* EXERCISE BRIEF: What you return must match the records below exactly, down to each character.

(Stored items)
----
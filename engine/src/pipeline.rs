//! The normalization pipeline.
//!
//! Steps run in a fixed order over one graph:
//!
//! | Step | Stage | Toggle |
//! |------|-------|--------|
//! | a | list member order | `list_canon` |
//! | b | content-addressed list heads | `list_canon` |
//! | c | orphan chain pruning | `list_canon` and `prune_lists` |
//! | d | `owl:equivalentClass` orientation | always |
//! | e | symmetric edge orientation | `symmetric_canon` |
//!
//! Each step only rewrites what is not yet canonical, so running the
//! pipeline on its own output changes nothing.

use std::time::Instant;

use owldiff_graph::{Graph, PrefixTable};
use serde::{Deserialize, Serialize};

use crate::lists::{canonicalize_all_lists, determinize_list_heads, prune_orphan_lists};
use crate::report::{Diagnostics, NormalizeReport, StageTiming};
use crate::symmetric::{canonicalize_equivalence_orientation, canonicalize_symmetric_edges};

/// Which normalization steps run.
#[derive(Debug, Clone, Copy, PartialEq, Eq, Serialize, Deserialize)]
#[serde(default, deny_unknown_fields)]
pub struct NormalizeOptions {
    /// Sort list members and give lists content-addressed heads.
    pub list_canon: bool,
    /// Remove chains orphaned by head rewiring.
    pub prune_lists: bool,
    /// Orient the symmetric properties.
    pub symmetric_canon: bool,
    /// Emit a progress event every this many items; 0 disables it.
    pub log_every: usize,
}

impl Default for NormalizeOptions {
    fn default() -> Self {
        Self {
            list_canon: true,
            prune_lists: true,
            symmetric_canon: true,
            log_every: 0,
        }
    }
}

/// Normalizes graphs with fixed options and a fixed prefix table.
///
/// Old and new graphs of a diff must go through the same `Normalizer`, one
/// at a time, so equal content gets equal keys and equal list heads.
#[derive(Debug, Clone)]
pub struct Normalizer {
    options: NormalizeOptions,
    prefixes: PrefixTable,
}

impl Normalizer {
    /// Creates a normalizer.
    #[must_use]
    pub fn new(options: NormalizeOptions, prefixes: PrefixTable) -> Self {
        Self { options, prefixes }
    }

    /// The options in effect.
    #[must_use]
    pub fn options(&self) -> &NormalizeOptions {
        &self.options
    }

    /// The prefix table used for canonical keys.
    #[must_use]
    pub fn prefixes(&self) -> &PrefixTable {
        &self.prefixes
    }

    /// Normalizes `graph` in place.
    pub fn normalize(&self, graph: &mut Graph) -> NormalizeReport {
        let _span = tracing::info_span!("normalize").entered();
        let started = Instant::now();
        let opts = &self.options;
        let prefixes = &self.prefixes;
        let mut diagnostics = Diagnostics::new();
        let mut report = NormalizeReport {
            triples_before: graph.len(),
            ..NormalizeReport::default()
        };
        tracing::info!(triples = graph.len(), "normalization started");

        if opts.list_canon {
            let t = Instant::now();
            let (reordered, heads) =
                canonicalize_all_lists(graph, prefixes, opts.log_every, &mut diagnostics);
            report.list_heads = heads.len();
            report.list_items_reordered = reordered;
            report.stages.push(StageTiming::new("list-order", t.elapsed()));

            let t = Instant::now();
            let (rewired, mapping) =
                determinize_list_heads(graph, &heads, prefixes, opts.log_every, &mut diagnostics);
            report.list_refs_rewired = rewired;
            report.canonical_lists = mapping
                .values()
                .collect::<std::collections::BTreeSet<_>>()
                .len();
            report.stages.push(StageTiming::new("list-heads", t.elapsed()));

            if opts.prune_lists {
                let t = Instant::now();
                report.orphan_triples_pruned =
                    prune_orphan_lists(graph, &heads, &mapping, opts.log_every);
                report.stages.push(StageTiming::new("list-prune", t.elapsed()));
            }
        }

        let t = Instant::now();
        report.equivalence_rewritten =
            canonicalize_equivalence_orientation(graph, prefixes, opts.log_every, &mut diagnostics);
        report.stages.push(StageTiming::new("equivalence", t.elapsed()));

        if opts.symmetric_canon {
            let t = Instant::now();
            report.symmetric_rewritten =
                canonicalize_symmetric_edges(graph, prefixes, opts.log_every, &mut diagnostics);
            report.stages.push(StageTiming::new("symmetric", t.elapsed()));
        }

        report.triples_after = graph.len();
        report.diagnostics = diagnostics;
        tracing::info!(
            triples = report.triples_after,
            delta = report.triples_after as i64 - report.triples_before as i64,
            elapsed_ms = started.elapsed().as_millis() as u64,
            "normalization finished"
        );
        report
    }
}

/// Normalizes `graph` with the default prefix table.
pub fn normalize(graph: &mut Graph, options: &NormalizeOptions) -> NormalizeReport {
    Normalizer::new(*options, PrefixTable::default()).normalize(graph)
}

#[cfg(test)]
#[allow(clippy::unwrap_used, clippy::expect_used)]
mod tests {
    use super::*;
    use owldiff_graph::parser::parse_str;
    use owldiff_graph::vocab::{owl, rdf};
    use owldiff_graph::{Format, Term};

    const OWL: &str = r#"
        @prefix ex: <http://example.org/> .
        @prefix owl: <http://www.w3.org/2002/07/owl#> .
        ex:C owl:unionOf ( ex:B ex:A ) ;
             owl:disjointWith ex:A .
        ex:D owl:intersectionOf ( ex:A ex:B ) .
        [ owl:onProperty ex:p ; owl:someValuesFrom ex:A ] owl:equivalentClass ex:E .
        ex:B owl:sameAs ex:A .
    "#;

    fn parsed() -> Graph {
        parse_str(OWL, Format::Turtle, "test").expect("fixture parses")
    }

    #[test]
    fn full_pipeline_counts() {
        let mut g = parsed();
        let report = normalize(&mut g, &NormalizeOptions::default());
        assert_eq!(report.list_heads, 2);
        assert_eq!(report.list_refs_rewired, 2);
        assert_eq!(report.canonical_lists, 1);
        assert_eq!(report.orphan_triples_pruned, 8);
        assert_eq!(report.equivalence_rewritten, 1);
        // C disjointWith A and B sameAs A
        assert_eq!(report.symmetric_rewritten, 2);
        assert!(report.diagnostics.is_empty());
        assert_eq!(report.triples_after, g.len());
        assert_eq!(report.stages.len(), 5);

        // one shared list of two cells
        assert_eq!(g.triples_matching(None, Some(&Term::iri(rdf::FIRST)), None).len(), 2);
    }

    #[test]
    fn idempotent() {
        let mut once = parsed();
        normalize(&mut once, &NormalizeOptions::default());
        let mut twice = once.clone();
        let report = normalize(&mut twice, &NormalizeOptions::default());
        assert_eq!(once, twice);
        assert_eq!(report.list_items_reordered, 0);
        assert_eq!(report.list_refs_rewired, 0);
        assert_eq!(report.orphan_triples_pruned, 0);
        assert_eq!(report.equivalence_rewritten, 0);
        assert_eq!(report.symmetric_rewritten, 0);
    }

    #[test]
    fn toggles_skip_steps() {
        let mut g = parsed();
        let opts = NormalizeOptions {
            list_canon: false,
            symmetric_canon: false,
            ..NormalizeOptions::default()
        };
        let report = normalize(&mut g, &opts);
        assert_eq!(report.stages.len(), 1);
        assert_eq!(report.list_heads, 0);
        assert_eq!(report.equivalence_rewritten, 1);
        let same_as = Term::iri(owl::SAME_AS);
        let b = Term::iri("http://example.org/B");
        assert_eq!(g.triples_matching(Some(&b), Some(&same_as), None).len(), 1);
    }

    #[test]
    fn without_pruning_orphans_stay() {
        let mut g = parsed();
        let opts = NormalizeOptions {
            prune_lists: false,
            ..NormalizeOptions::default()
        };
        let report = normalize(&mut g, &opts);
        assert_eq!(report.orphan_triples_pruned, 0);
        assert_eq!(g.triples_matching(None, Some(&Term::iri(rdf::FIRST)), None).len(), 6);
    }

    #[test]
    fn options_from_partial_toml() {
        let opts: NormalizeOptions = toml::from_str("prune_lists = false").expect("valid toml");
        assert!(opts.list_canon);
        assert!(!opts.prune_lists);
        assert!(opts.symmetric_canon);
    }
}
----
* ANSWER BOX:
filename engine/src/pipeline.rs
//! The normalization pipeline.
//!
//! Steps run in a fixed order over one graph:
//!
//! | Step | Stage | Toggle |
//! |------|-------|--------|
//! | a | list member order | `list_canon` |
//! | b | content-addressed list heads | `list_canon` |
//! | c | orphan chain pruning | `list_canon` and `prune_lists` |
//! | d | `owl:equivalentClass` orientation | always |
//! | e | symmetric edge orientation | `symmetric_canon` |
//!
//! Each step only rewrites what is not yet canonical, so running the
//! pipeline on its own output changes nothing.

use std::time::Instant;

use owldiff_graph::{Graph, PrefixTable};
use serde::{Deserialize, Serialize};

use crate::lists::{canonicalize_all_lists, determinize_list_heads, prune_orphan_lists};
use crate::report::{Diagnostics, NormalizeReport, StageTiming};
use crate::symmetric::{canonicalize_equivalence_orientation, canonicalize_symmetric_edges};

/// Which normalization steps run.
#[derive(Debug, Clone, Copy, PartialEq, Eq, Serialize, Deserialize)]
#[serde(default, deny_unknown_fields)]
pub struct NormalizeOptions {
    /// Sort list members and give lists content-addressed heads.
    pub list_canon: bool,
    /// Remove chains orphaned by head rewiring.
    pub prune_lists: bool,
    /// Orient the symmetric properties.
    pub symmetric_canon: bool,
    /// Emit a progress event every this many items; 0 disables it.
    pub log_every: usize,
}

impl Default for NormalizeOptions {
    fn default() -> Self {
        Self {
            list_canon: true,
            prune_lists: true,
            symmetric_canon: true,
            log_every: 0,
        }
    }
}

/// Normalizes graphs with fixed options and a fixed prefix table.
///
/// Old and new graphs of a diff must go through the same `Normalizer`, one
/// at a time, so equal content gets equal keys and equal list heads.
#[derive(Debug, Clone)]
pub struct Normalizer {
    options: NormalizeOptions,
    prefixes: PrefixTable,
}

impl Normalizer {
    /// Creates a normalizer.
    #[must_use]
    pub fn new(options: NormalizeOptions, prefixes: PrefixTable) -> Self {
        Self { options, prefixes }
    }

    /// The options in effect.
    #[must_use]
    pub fn options(&self) -> &NormalizeOptions {
        &self.options
    }

    /// The prefix table used for canonical keys.
    #[must_use]
    pub fn prefixes(&self) -> &PrefixTable {
        &self.prefixes
    }

    /// Normalizes `graph` in place.
    pub fn normalize(&self, graph: &mut Graph) -> NormalizeReport {
        let _span = tracing::info_span!("normalize").entered();
        let started = Instant::now();
        let opts = &self.options;
        let prefixes = &self.prefixes;
        let mut diagnostics = Diagnostics::new();
        let mut report = NormalizeReport {
            triples_before: graph.len(),
            ..NormalizeReport::default()
        };
        tracing::info!(triples = graph.len(), "normalization started");

        if opts.list_canon {
            let t = Instant::now();
            let (reordered, heads) =
                canonicalize_all_lists(graph, prefixes, opts.log_every, &mut diagnostics);
            report.list_heads = heads.len();
            report.list_items_reordered = reordered;
            report.stages.push(StageTiming::new("list-order", t.elapsed()));

            let t = Instant::now();
            let (rewired, mapping) =
                determinize_list_heads(graph, &heads, prefixes, opts.log_every, &mut diagnostics);
            report.list_refs_rewired = rewired;
            report.canonical_lists = mapping
                .values()
                .collect::<std::collections::BTreeSet<_>>()
                .len();
            report.stages.push(StageTiming::new("list-heads", t.elapsed()));

            if opts.prune_lists {
                let t = Instant::now();
                report.orphan_triples_pruned =
                    prune_orphan_lists(graph, &heads, &mapping, opts.log_every);
                report.stages.push(StageTiming::new("list-prune", t.elapsed()));
            }
        }

        let t = Instant::now();
        report.equivalence_rewritten =
            canonicalize_equivalence_orientation(graph, prefixes, opts.log_every, &mut diagnostics);
        report.stages.push(StageTiming::new("equivalence", t.elapsed()));

        if opts.symmetric_canon {
            let t = Instant::now();
            report.symmetric_rewritten =
                canonicalize_symmetric_edges(graph, prefixes, opts.log_every, &mut diagnostics);
            report.stages.push(StageTiming::new("symmetric", t.elapsed()));
        }

        report.triples_after = graph.len();
        report.diagnostics = diagnostics;
        tracing::info!(
            triples = report.triples_after,
            delta = report.triples_after as i64 - report.triples_before as i64,
            elapsed_ms = started.elapsed().as_millis() as u64,
            "normalization finished"
        );
        report
    }
}

/// Normalizes `graph` with the default prefix table.
pub fn normalize(graph: &mut Graph, options: &NormalizeOptions) -> NormalizeReport {
    Normalizer::new(*options, PrefixTable::default()).normalize(graph)
}

#[cfg(test)]
#[allow(clippy::unwrap_used, clippy::expect_used)]
mod tests {
    use super::*;
    use owldiff_graph::parser::parse_str;
    use owldiff_graph::vocab::{owl, rdf};
    use owldiff_graph::{Format, Term};

    const OWL: &str = r#"
        @prefix ex: <http://example.org/> .
        @prefix owl: <http://www.w3.org/2002/07/owl#> .
        ex:C owl:unionOf ( ex:B ex:A ) ;
             owl:disjointWith ex:A .
        ex:D owl:intersectionOf ( ex:A ex:B ) .
        [ owl:onProperty ex:p ; owl:someValuesFrom ex:A ] owl:equivalentClass ex:E .
        ex:B owl:sameAs ex:A .
    "#;

    fn parsed() -> Graph {
        parse_str(OWL, Format::Turtle, "test").expect("fixture parses")
    }

    #[test]
    fn full_pipeline_counts() {
        let mut g = parsed();
        let report = normalize(&mut g, &NormalizeOptions::default());
        assert_eq!(report.list_heads, 2);
        assert_eq!(report.list_refs_rewired, 2);
        assert_eq!(report.canonical_lists, 1);
        assert_eq!(report.orphan_triples_pruned, 8);
        assert_eq!(report.equivalence_rewritten, 1);
        // C disjointWith A and B sameAs A
        assert_eq!(report.symmetric_rewritten, 2);
        assert!(report.diagnostics.is_empty());
        assert_eq!(report.triples_after, g.len());
        assert_eq!(report.stages.len(), 5);

        // one shared list of two cells
        assert_eq!(g.triples_matching(None, Some(&Term::iri(rdf::FIRST)), None).len(), 2);
    }

    #[test]
    fn idempotent() {
        let mut once = parsed();
        normalize(&mut once, &NormalizeOptions::default());
        let mut twice = once.clone();
        let report = normalize(&mut twice, &NormalizeOptions::default());
        assert_eq!(once, twice);
        assert_eq!(report.list_items_reordered, 0);
        assert_eq!(report.list_refs_rewired, 0);
        assert_eq!(report.orphan_triples_pruned, 0);
        assert_eq!(report.equivalence_rewritten, 0);
        assert_eq!(report.symmetric_rewritten, 0);
    }

    #[test]
    fn toggles_skip_steps() {
        let mut g = parsed();
        let opts = NormalizeOptions {
            list_canon: false,
            symmetric_canon: false,
            ..NormalizeOptions::default()
        };
        let report = normalize(&mut g, &opts);
        assert_eq!(report.stages.len(), 1);
        assert_eq!(report.list_heads, 0);
        assert_eq!(report.equivalence_rewritten, 1);
        let same_as = Term::iri(owl::SAME_AS);
        let b = Term::iri("http://example.org/B");
        assert_eq!(g.triples_matching(Some(&b), Some(&same_as), None).len(), 1);
    }

    #[test]
    fn without_pruning_orphans_stay() {
        let mut g = parsed();
        let opts = NormalizeOptions {
            prune_lists: false,
            ..NormalizeOptions::default()
        };
        let report = normalize(&mut g, &opts);
        assert_eq!(report.orphan_triples_pruned, 0);
        assert_eq!(g.triples_matching(None, Some(&Term::iri(rdf::FIRST)), None).len(), 6);
    }

    #[test]
    fn options_from_partial_toml() {
        let opts: NormalizeOptions = toml::from_str("prune_lists = false").expect("valid toml");
        assert!(opts.list_canon);
        assert!(!opts.prune_lists);
        assert!(opts.symmetric_canon);
    }
}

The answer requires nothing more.